(Collected data entries)
-=-=-
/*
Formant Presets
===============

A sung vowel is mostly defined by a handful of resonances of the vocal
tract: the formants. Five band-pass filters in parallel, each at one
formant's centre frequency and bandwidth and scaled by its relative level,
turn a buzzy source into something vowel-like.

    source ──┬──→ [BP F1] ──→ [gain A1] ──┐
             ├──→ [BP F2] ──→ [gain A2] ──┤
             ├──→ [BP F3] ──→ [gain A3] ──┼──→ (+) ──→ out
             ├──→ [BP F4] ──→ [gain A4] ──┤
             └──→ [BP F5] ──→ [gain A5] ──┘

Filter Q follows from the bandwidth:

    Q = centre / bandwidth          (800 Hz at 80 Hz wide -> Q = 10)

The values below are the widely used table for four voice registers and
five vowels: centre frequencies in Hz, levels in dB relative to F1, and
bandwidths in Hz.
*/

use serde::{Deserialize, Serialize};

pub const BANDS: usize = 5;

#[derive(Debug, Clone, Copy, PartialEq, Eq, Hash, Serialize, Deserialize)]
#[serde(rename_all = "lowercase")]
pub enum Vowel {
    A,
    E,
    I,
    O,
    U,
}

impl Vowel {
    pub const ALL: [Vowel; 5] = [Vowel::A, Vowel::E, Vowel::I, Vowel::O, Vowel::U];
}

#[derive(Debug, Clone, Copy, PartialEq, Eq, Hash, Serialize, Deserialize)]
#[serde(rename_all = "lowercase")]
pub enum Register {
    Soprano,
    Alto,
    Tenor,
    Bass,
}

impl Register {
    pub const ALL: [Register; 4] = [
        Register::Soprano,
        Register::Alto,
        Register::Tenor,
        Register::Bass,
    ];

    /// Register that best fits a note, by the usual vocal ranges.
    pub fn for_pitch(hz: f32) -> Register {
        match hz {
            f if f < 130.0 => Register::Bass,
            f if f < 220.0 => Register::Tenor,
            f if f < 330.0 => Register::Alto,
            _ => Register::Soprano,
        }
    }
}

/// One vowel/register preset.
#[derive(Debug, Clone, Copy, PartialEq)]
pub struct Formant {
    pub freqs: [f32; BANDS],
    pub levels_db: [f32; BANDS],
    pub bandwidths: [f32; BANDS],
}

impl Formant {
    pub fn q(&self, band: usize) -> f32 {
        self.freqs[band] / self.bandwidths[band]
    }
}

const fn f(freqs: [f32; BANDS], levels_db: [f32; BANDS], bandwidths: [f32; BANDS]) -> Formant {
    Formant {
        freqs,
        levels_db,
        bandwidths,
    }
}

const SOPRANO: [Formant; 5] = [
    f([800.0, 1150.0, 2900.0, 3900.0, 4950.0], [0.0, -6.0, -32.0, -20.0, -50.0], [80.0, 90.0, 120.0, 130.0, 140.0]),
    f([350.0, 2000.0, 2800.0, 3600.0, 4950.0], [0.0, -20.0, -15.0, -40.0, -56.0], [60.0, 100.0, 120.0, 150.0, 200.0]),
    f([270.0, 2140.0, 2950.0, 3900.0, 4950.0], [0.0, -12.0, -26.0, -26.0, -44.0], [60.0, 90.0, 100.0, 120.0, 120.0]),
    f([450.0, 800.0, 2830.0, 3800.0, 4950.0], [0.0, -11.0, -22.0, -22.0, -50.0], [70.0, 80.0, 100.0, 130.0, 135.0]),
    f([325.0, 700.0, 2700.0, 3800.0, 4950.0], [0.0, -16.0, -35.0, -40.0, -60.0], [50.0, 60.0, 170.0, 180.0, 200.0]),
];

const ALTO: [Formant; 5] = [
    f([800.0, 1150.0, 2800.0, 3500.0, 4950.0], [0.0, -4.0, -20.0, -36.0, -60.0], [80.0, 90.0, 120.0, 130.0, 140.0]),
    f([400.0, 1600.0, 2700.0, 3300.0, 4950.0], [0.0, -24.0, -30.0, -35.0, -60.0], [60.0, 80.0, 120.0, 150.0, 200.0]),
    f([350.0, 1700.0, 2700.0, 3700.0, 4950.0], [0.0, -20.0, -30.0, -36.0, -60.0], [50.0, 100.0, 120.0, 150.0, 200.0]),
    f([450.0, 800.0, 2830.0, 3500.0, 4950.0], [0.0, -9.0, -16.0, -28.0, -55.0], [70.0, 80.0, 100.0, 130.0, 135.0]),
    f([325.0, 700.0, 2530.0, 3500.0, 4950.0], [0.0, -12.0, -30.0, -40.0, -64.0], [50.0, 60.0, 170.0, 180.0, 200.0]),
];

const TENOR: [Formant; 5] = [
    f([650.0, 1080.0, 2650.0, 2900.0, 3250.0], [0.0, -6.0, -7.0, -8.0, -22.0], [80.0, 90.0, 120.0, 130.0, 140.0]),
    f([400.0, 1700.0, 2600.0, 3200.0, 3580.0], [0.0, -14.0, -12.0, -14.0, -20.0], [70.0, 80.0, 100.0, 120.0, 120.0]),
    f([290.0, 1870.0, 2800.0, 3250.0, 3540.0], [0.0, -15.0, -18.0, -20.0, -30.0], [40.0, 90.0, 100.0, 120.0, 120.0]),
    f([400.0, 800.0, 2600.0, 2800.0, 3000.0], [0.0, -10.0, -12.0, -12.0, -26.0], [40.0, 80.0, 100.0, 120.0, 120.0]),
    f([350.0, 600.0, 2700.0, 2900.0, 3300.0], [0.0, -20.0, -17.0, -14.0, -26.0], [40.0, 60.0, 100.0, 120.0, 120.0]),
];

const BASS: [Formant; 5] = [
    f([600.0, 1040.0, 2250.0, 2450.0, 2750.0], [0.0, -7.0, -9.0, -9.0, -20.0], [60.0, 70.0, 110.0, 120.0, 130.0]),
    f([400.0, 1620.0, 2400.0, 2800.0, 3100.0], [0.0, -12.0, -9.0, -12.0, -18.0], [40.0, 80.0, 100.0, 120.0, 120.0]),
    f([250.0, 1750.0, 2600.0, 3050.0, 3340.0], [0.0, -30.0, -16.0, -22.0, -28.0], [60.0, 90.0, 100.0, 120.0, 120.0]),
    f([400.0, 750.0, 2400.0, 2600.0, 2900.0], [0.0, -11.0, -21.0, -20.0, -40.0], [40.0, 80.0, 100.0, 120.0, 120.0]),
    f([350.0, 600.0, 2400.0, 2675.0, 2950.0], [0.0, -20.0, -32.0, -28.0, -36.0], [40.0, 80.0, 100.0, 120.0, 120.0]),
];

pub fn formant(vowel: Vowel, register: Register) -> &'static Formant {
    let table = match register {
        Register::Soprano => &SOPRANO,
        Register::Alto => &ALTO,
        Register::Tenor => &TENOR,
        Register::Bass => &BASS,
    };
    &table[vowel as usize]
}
-=-=-
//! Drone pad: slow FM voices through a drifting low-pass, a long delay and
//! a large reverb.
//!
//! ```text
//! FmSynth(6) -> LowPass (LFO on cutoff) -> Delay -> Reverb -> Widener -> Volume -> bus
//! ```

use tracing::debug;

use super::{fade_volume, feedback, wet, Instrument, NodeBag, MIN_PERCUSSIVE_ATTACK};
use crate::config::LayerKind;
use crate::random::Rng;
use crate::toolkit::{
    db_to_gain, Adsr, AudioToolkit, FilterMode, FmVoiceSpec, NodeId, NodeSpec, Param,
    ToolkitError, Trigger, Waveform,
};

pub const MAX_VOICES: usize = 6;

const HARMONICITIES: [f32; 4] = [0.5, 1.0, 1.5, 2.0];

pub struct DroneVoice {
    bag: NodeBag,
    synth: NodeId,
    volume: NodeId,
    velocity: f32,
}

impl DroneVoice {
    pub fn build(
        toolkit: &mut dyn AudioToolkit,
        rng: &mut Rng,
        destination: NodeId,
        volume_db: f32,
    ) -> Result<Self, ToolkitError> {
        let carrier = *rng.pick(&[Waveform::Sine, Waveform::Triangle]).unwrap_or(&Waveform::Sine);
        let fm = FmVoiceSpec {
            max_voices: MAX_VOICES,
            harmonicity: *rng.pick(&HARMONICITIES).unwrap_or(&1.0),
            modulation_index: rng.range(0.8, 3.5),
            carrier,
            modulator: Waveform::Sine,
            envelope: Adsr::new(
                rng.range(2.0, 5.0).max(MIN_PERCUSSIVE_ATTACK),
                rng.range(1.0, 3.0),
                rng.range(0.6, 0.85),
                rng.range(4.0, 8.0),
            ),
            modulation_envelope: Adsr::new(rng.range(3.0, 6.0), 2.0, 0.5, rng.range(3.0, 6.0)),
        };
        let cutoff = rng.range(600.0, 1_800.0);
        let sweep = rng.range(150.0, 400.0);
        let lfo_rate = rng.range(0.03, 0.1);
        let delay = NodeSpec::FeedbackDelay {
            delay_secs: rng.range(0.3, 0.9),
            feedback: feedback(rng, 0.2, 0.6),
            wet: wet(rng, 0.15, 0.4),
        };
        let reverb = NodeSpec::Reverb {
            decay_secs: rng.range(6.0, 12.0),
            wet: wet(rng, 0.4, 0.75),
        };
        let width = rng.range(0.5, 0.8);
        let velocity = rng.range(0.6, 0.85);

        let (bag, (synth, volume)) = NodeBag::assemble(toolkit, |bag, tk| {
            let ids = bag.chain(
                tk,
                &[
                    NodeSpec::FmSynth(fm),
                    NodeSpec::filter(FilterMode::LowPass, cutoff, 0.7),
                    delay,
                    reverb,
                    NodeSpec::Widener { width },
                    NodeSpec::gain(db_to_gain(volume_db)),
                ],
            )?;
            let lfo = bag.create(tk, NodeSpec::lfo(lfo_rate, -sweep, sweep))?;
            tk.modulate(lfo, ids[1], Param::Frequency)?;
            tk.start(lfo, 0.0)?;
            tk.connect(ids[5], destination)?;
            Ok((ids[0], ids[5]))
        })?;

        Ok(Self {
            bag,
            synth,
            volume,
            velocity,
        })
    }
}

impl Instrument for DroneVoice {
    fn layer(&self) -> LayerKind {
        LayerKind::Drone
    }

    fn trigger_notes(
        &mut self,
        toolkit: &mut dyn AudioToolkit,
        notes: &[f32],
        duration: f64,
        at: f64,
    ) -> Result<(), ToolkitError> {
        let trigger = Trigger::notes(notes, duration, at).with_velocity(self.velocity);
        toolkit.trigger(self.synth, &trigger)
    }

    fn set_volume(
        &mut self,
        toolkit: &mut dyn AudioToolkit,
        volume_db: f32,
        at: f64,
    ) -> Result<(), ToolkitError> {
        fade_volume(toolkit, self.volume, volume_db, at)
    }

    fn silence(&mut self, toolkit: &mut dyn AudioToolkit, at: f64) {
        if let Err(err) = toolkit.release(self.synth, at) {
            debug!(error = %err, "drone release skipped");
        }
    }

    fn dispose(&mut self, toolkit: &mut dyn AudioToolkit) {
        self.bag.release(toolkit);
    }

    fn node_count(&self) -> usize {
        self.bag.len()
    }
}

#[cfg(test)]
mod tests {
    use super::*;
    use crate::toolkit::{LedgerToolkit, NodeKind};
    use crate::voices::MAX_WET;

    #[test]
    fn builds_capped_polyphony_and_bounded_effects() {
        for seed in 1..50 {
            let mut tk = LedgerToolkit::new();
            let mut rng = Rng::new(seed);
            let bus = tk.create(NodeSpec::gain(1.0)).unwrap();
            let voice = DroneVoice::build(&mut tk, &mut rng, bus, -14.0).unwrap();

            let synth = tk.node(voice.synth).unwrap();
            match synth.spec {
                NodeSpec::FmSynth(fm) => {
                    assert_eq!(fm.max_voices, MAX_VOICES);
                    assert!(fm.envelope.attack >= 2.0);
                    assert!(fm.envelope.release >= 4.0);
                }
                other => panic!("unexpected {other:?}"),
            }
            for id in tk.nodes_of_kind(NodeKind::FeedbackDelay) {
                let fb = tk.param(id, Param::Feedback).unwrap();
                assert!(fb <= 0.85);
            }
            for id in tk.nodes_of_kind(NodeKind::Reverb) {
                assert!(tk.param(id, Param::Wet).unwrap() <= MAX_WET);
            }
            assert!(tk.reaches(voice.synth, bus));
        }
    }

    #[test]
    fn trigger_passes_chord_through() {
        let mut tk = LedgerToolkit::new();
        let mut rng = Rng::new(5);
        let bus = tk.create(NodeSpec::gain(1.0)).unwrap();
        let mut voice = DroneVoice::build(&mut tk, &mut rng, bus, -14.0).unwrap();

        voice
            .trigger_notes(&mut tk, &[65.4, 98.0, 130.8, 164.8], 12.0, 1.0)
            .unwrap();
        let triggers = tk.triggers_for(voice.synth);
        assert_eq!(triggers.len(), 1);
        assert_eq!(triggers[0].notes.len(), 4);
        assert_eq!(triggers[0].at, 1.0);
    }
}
-=-=-
* **The task**
Retype, exactly and in full, the lines above from the one containing "source ──┬──→ [BP F1] ──→ [gain A1] ──┐" through the one containing "f if f < 130.0".

* **Your response**
    source ──┬──→ [BP F1] ──→ [gain A1] ──┐
             ├──→ [BP F2] ──→ [gain A2] ──┤
             ├──→ [BP F3] ──→ [gain A3] ──┼──→ (+) ──→ out
             ├──→ [BP F4] ──→ [gain A4] ──┤
             └──→ [BP F5] ──→ [gain A5] ──┘

Filter Q follows from the bandwidth:

    Q = centre / bandwidth          (800 Hz at 80 Hz wide -> Q = 10)

The values below are the widely used table for four voice registers and
five vowels: centre frequencies in Hz, levels in dB relative to F1, and
bandwidths in Hz.
*/

use serde::{Deserialize, Serialize};

pub const BANDS: usize = 5;

#[derive(Debug, Clone, Copy, PartialEq, Eq, Hash, Serialize, Deserialize)]
#[serde(rename_all = "lowercase")]
pub enum Vowel {
    A,
    E,
    I,
    O,
    U,
}

impl Vowel {
    pub const ALL: [Vowel; 5] = [Vowel::A, Vowel::E, Vowel::I, Vowel::O, Vowel::U];
}

#[derive(Debug, Clone, Copy, PartialEq, Eq, Hash, Serialize, Deserialize)]
#[serde(rename_all = "lowercase")]
pub enum Register {
    Soprano,
    Alto,
    Tenor,
    Bass,
}

impl Register {
    pub const ALL: [Register; 4] = [
        Register::Soprano,
        Register::Alto,
        Register::Tenor,
        Register::Bass,
    ];

    /// Register that best fits a note, by the usual vocal ranges.
    pub fn for_pitch(hz: f32) -> Register {
        match hz {
            f if f < 130.0 => Register::Bass,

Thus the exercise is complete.